The RoboUber world. The 4 taxis appear at the edges as red, black, blue, and green dots. Fares are the orange triangles.

 

The taxis and the dispatcher have been fitted with a very simple deterministic system for route planning, fare allocation, and fare bidding. You will have 3 tasks to complete during this coursework to improve these functions, with opportunities for extensions for extra marks. The coursework is worth 50% of the module mark. Each task is given with its percentage of the module total.

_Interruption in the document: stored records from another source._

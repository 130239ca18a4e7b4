//! Каталог типов местности: биомы и рельефы
//!
//! Значения — `Copy`-перечисления, поэтому сравнение всегда идёт по тегу.
//! `Biome::Water` — единственное каноническое значение воды: все ветвления вида
//! «это вода?» сравнивают именно с ним.

use serde::{Deserialize, Serialize};

use crate::grid::Cell;

/// Какой слот клетки интересует индекс зон или поиск «незанятой» клетки
#[derive(Debug, Clone, Copy, PartialEq, Eq, Hash, PartialOrd, Ord, Serialize, Deserialize)]
pub enum CellProperty {
    Biome,
    Relief,
    Object,
}

impl CellProperty {
    pub const ALL: [CellProperty; 3] = [CellProperty::Biome, CellProperty::Relief, CellProperty::Object];
}

#[derive(Debug, Clone, Copy, PartialEq, Eq, Hash, PartialOrd, Ord, Serialize, Deserialize)]
pub enum Biome {
    Water,
    Plain,
    Forest,
    Jungle,
    Desert,
    Swamp,
    Tundra,
    DeadLand,
}

impl Biome {
    /// Каталог биомов по умолчанию (с водой)
    #[must_use]
    pub fn default_catalog() -> Vec<Biome> {
        vec![
            Biome::Water,
            Biome::Plain,
            Biome::Forest,
            Biome::Jungle,
            Biome::Desert,
            Biome::Swamp,
            Biome::Tundra,
            Biome::DeadLand,
        ]
    }

    #[must_use]
    pub fn is_water(self) -> bool {
        self == Biome::Water
    }

    /// Базовая «тяжесть» прохода через биом (для оценщиков маршрутов)
    #[must_use]
    pub fn travel_cost(self) -> f64 {
        match self {
            Biome::Plain => 1.0,
            Biome::Forest | Biome::Tundra => 1.5,
            Biome::Desert | Biome::DeadLand => 2.0,
            Biome::Jungle => 2.5,
            Biome::Swamp => 3.0,
            // вода оценивается отдельно
            Biome::Water => 1.0,
        }
    }
}

#[derive(Debug, Clone, Copy, PartialEq, Eq, Hash, PartialOrd, Ord, Serialize, Deserialize)]
pub enum Relief {
    Flat,
    Hills,
    Mountains,
}

impl Relief {
    #[must_use]
    pub fn default_catalog() -> Vec<Relief> {
        vec![Relief::Flat, Relief::Hills, Relief::Mountains]
    }

    /// Сложность рельефа: 0 — равнина, дальше круче
    #[must_use]
    pub fn difficulty(self) -> u32 {
        match self {
            Relief::Flat => 0,
            Relief::Hills => 1,
            Relief::Mountains => 3,
        }
    }
}

/// Слой клетки, который умеет заполнять механизм выращивания регионов.
pub trait TerrainLayer: Copy + Eq + Ord + std::fmt::Debug {
    const PROPERTY: CellProperty;

    fn read(cell: &Cell) -> Option<Self>;

    fn write(cell: &mut Cell, value: Self);

    fn is_water(self) -> bool {
        false
    }
}

impl TerrainLayer for Biome {
    const PROPERTY: CellProperty = CellProperty::Biome;

    fn read(cell: &Cell) -> Option<Self> {
        cell.biome
    }

    fn write(cell: &mut Cell, value: Self) {
        cell.biome = Some(value);
    }

    fn is_water(self) -> bool {
        Biome::is_water(self)
    }
}

impl TerrainLayer for Relief {
    const PROPERTY: CellProperty = CellProperty::Relief;

    fn read(cell: &Cell) -> Option<Self> {
        cell.relief
    }

    fn write(cell: &mut Cell, value: Self) {
        cell.relief = Some(value);
    }
}

#[cfg(test)]
mod tests {
    use super::*;

    #[test]
    fn water_is_single_canonical_value() {
        let catalog = Biome::default_catalog();
        let waters: Vec<_> = catalog.iter().filter(|b| b.is_water()).collect();
        assert_eq!(waters.len(), 1);
        assert_eq!(*waters[0], Biome::Water);
        // копия из каталога совпадает с канонической
        let copy = catalog[0];
        assert_eq!(copy, Biome::Water);
        assert!(TerrainLayer::is_water(copy));
    }

    #[test]
    fn relief_is_never_water() {
        for relief in Relief::default_catalog() {
            assert!(!TerrainLayer::is_water(relief));
        }
    }

    #[test]
    fn layers_read_and_write_their_own_slot() {
        let mut cell = Cell::default();
        Biome::write(&mut cell, Biome::Forest);
        Relief::write(&mut cell, Relief::Hills);
        assert_eq!(Biome::read(&cell), Some(Biome::Forest));
        assert_eq!(Relief::read(&cell), Some(Relief::Hills));
    }
}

1) (20%) In this first part you will consider the impact of path planning.   

 

a) Run the system over several simulated 'days' and evaluate the results. Consider the average return to each taxi and to the dispatcher, the joint return of the operation (total revenue to all parties), and the number of taxis that remain on duty as a function of the time of day. (5%)

The Tasks

 

b) Modify the _planPath function for the taxi agent to produce a more efficient, optimum route plan and analyse its results against the previous results. You should conduct the analysis over the same time you used for the initial evaluation in 1a. Motivate your choice of path planner. (10%)

 

c) For further marks, you could construct a probabilistic path planner which considers path planning with traffic estimates and plans paths according to estimated journey time. If you implement this, likewise analyse the results and evaluate the impact (if any) on fare drops (i.e, when a fare cancels because it has been waiting too long). (5%)

 

2) (10%) So far, you have improved the system only through changes to the taxi behaviour. Now, you will improve the dispatcher.    Modify the _allocateFare function to schedule taxis so as to maximise the total returns at the end of the day to the taxis and the dispatcher. The crucial considerations here are how quickly the taxi can service the fare, how many bids must be in to allocate, and how to service allocation reasonably fairly. Perform an analysis of the returns and taxi schedules before and after the changes to _allocateFare. (10%)

 

3) (20%) In the last part you will update the bidding routines on the taxi and possibly the dispatcher.

 

a) Modify the taxis' _bidOnFare function to maximise its expected return. Consider the deterministic time­to­location case with no traffic and the probabilistic case where there is traffic. Analyse actual results against expected results for at least 3 trials. (10%)

 

b) Evaluate how successful such a system could be in commercial deployment and assess which parts of the system would need further experimental testing and live trials to modify the system for production. (5%)

 

c) You could also modify the dispatcher's _costFare function to maximise the probability that each fare will be transported (i.e. minimise the likelihood that a fare will cancel). This will involve probabilistic reasoning over both the fares and the taxis. Consider how such a bidding and dispatch system might be used in a commercial environment.  (5%)

All source code must be submitted through a repository to be provided by the University. Your analysis and evaluation should be submitted as a report of no more than 3000 words through Moodle by Friday, Week 12.

Students will have the opportunity to gain formative feedback in Week 5 and Week 10. You will be asked to show your current implementation and analysis. In Week 5, only the deterministic components in Tasks 1 and 2 will be evaluated; in Week 10 the probabilistic components will also be evaluated and commented upon.

The assessment will consider the following aspects of your work:

 

. The basic functionality for each task

 

. The quality and originality of the implementation

 

. General coding practice and documentation

 

. Depth and insight of evaluation and analysis

 

This is individual work. Submissions will be checked for plagiarism both in the code and in the analysis. You may use the numpy and pygame external libraries, but note in particular that you are not permitted to use third­party libraries that provide pre­written or 'black­box'­like artificial intelligence functionality. Any task realised with such libraries will receive 0 marks.